**Stored items:**

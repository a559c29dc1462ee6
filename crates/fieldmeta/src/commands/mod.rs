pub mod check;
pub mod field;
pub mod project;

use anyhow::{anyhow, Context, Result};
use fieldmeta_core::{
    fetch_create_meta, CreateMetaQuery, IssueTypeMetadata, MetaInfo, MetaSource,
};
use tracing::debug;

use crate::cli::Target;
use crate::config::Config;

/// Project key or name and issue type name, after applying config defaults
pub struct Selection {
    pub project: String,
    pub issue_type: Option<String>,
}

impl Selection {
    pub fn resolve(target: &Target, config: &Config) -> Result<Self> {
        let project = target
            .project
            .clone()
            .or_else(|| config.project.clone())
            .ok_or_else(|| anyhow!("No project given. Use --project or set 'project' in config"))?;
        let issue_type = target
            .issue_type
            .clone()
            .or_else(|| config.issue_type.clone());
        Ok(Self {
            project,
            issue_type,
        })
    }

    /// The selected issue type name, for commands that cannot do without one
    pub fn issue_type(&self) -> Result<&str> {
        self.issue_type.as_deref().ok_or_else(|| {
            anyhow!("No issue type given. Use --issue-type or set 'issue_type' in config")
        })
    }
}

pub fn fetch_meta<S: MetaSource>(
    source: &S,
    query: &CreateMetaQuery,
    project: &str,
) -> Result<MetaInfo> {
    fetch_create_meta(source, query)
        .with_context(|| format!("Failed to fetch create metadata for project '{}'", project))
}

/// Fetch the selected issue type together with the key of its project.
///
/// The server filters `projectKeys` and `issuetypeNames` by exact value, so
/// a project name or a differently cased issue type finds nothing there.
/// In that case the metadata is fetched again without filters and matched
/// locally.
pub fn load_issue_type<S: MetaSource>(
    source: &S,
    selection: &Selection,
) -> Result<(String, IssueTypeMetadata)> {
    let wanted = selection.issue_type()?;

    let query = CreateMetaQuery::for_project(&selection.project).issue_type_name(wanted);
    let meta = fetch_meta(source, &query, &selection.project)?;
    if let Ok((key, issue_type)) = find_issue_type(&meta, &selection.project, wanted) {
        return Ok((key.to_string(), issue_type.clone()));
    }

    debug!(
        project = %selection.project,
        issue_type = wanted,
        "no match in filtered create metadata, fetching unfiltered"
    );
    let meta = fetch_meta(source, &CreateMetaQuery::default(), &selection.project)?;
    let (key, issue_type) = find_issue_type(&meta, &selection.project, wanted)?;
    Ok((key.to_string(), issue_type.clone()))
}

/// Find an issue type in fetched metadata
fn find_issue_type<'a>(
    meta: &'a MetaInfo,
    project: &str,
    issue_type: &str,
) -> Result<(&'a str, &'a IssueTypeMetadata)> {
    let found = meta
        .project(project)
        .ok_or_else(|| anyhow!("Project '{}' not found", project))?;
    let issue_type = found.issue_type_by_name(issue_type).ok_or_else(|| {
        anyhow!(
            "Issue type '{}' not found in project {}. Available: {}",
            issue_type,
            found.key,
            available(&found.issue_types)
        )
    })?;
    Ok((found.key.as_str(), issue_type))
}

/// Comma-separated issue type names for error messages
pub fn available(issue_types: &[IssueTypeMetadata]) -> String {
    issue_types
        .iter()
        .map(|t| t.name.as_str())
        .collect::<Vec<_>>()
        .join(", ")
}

**What you are asked to do:**
Could you retype all of the entries exactly, leaving none out?

**Your solution:**
repository a559c29dc1462ee6
filename crates/fieldmeta/src/commands/mod.rs
pub mod check;
pub mod field;
pub mod project;

use anyhow::{anyhow, Context, Result};
use fieldmeta_core::{
    fetch_create_meta, CreateMetaQuery, IssueTypeMetadata, MetaInfo, MetaSource,
};
use tracing::debug;

use crate::cli::Target;
use crate::config::Config;

/// Project key or name and issue type name, after applying config defaults
pub struct Selection {
    pub project: String,
    pub issue_type: Option<String>,
}

impl Selection {
    pub fn resolve(target: &Target, config: &Config) -> Result<Self> {
        let project = target
            .project
            .clone()
            .or_else(|| config.project.clone())
            .ok_or_else(|| anyhow!("No project given. Use --project or set 'project' in config"))?;
        let issue_type = target
            .issue_type
            .clone()
            .or_else(|| config.issue_type.clone());
        Ok(Self {
            project,
            issue_type,
        })
    }

    /// The selected issue type name, for commands that cannot do without one
    pub fn issue_type(&self) -> Result<&str> {
        self.issue_type.as_deref().ok_or_else(|| {
            anyhow!("No issue type given. Use --issue-type or set 'issue_type' in config")
        })
    }
}

pub fn fetch_meta<S: MetaSource>(
    source: &S,
    query: &CreateMetaQuery,
    project: &str,
) -> Result<MetaInfo> {
    fetch_create_meta(source, query)
        .with_context(|| format!("Failed to fetch create metadata for project '{}'", project))
}

/// Fetch the selected issue type together with the key of its project.
///
/// The server filters `projectKeys` and `issuetypeNames` by exact value, so
/// a project name or a differently cased issue type finds nothing there.
/// In that case the metadata is fetched again without filters and matched
/// locally.
pub fn load_issue_type<S: MetaSource>(
    source: &S,
    selection: &Selection,
) -> Result<(String, IssueTypeMetadata)> {
    let wanted = selection.issue_type()?;

    let query = CreateMetaQuery::for_project(&selection.project).issue_type_name(wanted);
    let meta = fetch_meta(source, &query, &selection.project)?;
    if let Ok((key, issue_type)) = find_issue_type(&meta, &selection.project, wanted) {
        return Ok((key.to_string(), issue_type.clone()));
    }

    debug!(
        project = %selection.project,
        issue_type = wanted,
        "no match in filtered create metadata, fetching unfiltered"
    );
    let meta = fetch_meta(source, &CreateMetaQuery::default(), &selection.project)?;
    let (key, issue_type) = find_issue_type(&meta, &selection.project, wanted)?;
    Ok((key.to_string(), issue_type.clone()))
}

/// Find an issue type in fetched metadata
fn find_issue_type<'a>(
    meta: &'a MetaInfo,
    project: &str,
    issue_type: &str,
) -> Result<(&'a str, &'a IssueTypeMetadata)> {
    let found = meta
        .project(project)
        .ok_or_else(|| anyhow!("Project '{}' not found", project))?;
    let issue_type = found.issue_type_by_name(issue_type).ok_or_else(|| {
        anyhow!(
            "Issue type '{}' not found in project {}. Available: {}",
            issue_type,
            found.key,
            available(&found.issue_types)
        )
    })?;
    Ok((found.key.as_str(), issue_type))
}

/// Comma-separated issue type names for error messages
pub fn available(issue_types: &[IssueTypeMetadata]) -> String {
    issue_types
        .iter()
        .map(|t| t.name.as_str())
        .collect::<Vec<_>>()
        .join(", ")
}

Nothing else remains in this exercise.